Kortom, het lijkt mij sterk dat in de toekomst de Raad van State Curaçao en Sint Maarten gehouden kunnen blijven achten aan de uitvoering van een nota bene op consensuswetgeving gebaseerd regime als objectief blijkt dat dat onverkorte toepassing van dat regime voor deze eilanden – en overigens uiteindelijk ook voor Nederland – negatieve consequenties heeft. En zeker als er alternatieven bestaan.

Een tweede aspect van de Koninkrijksrelaties dat ook medebepalend is voor de werkzaamheden van de Raad van State is de benadering van de met het financieel aspect samenhangende problematiek van integriteitsbevordering en criminaliteitsbestrijding in de Caribische delen van het Koninkrijk.

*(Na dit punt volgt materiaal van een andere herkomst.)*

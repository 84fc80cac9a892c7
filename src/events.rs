//! EventBridge events that trigger the completion handler

use aws_lambda_events::event::cloudwatch_events::CloudWatchEvent;
use serde::{Deserialize, Serialize};

use crate::deployment::COMPLETION_RULE;

/// `detail` of a "Batch Job State Change" event
#[derive(Debug, Clone, Default, PartialEq, Serialize, Deserialize)]
#[serde(rename_all = "camelCase")]
pub struct BatchJobDetail {
    #[serde(default)]
    pub job_name: Option<String>,
    #[serde(default)]
    pub job_id: Option<String>,
    #[serde(default)]
    pub job_queue: Option<String>,
    #[serde(default)]
    pub job_definition: Option<String>,
    #[serde(default)]
    pub status: Option<String>,
    #[serde(default)]
    pub status_reason: Option<String>,
}

pub type BatchJobEvent = CloudWatchEvent<BatchJobDetail>;

/// Outcome of matching an event against the completion rule
#[derive(Debug, Clone, PartialEq)]
pub enum Trigger<'a> {
    Run(&'a BatchJobDetail),
    Ignore(String),
}

/// Match `event` against the completion rule and, when set, the expected job queue
pub fn classify<'a>(event: &'a BatchJobEvent, job_queue: Option<&str>) -> Trigger<'a> {
    let source = event.source.as_deref().unwrap_or_default();
    if source != COMPLETION_RULE.source {
        return Trigger::Ignore(format!("unexpected source {:?}", source));
    }

    let detail_type = event.detail_type.as_deref().unwrap_or_default();
    if detail_type != COMPLETION_RULE.detail_type {
        return Trigger::Ignore(format!("unexpected detail-type {:?}", detail_type));
    }

    let Some(detail) = event.detail.as_ref() else {
        return Trigger::Ignore("event has no detail".to_string());
    };

    let status = detail.status.as_deref().unwrap_or_default();
    if status != COMPLETION_RULE.status {
        return Trigger::Ignore(format!("job status is {:?}", status));
    }

    if let Some(expected) = job_queue {
        let actual = detail.job_queue.as_deref().unwrap_or_default();
        if !queue_matches(actual, expected) {
            return Trigger::Ignore(format!("job queue {:?} is not {:?}", actual, expected));
        }
    }

    Trigger::Run(detail)
}

/// Batch reports queues by ARN; configuration may hold either the ARN or the bare name
fn queue_matches(actual: &str, expected: &str) -> bool {
    actual == expected || actual.rsplit('/').next() == Some(expected)
}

Ik zal hier het voorbeeld van Sint Maarten nemen ter illustratie.

De minister van Justitie van Sint Maarten, oud Staatsraad Dennis Richardson, maakte zich bij zijn aantreden zorgen over de criminaliteit op het eiland en vroeg om technische bijstand in Nederland voor versterking van het opsporingsapparaat.
Dit wordt geweigerd. Het wantrouwen was te groot.
Met veel machtsvertoon moest met harde hand eerst onderzoek worden gedaan.
Inmiddels zijn er dus in twee jaar tijd vier rapporten over de bestuurlijke integriteit en criminaliteit op Sint Maarten verschenen.
In totaal dus circa een regel tekst voor elke inwoner van Sint Maarten. De verwachte en overal gezochte ‘smoking guns’ zijn niet gevonden.
Maar als er iets is dat alle rapporten aanbevelen is dat wel betere samenwerking tussen alle betrokkenen en het versterken van het politie-apparaat.
Hoe is nu de toestand nu na het verschijnen van al die rapporten ?
Ook hier een reality check.
Volgens de laatste zgn. Voortgangsrapportage – tot begin dit jaar – is er nu geen geld voor uitbreiding van de politie-opleiding en zijn er inmiddels 30 mensen weg bij de politie.
Dus zou ik haast zeggen tijd voor een nieuw onderzoek.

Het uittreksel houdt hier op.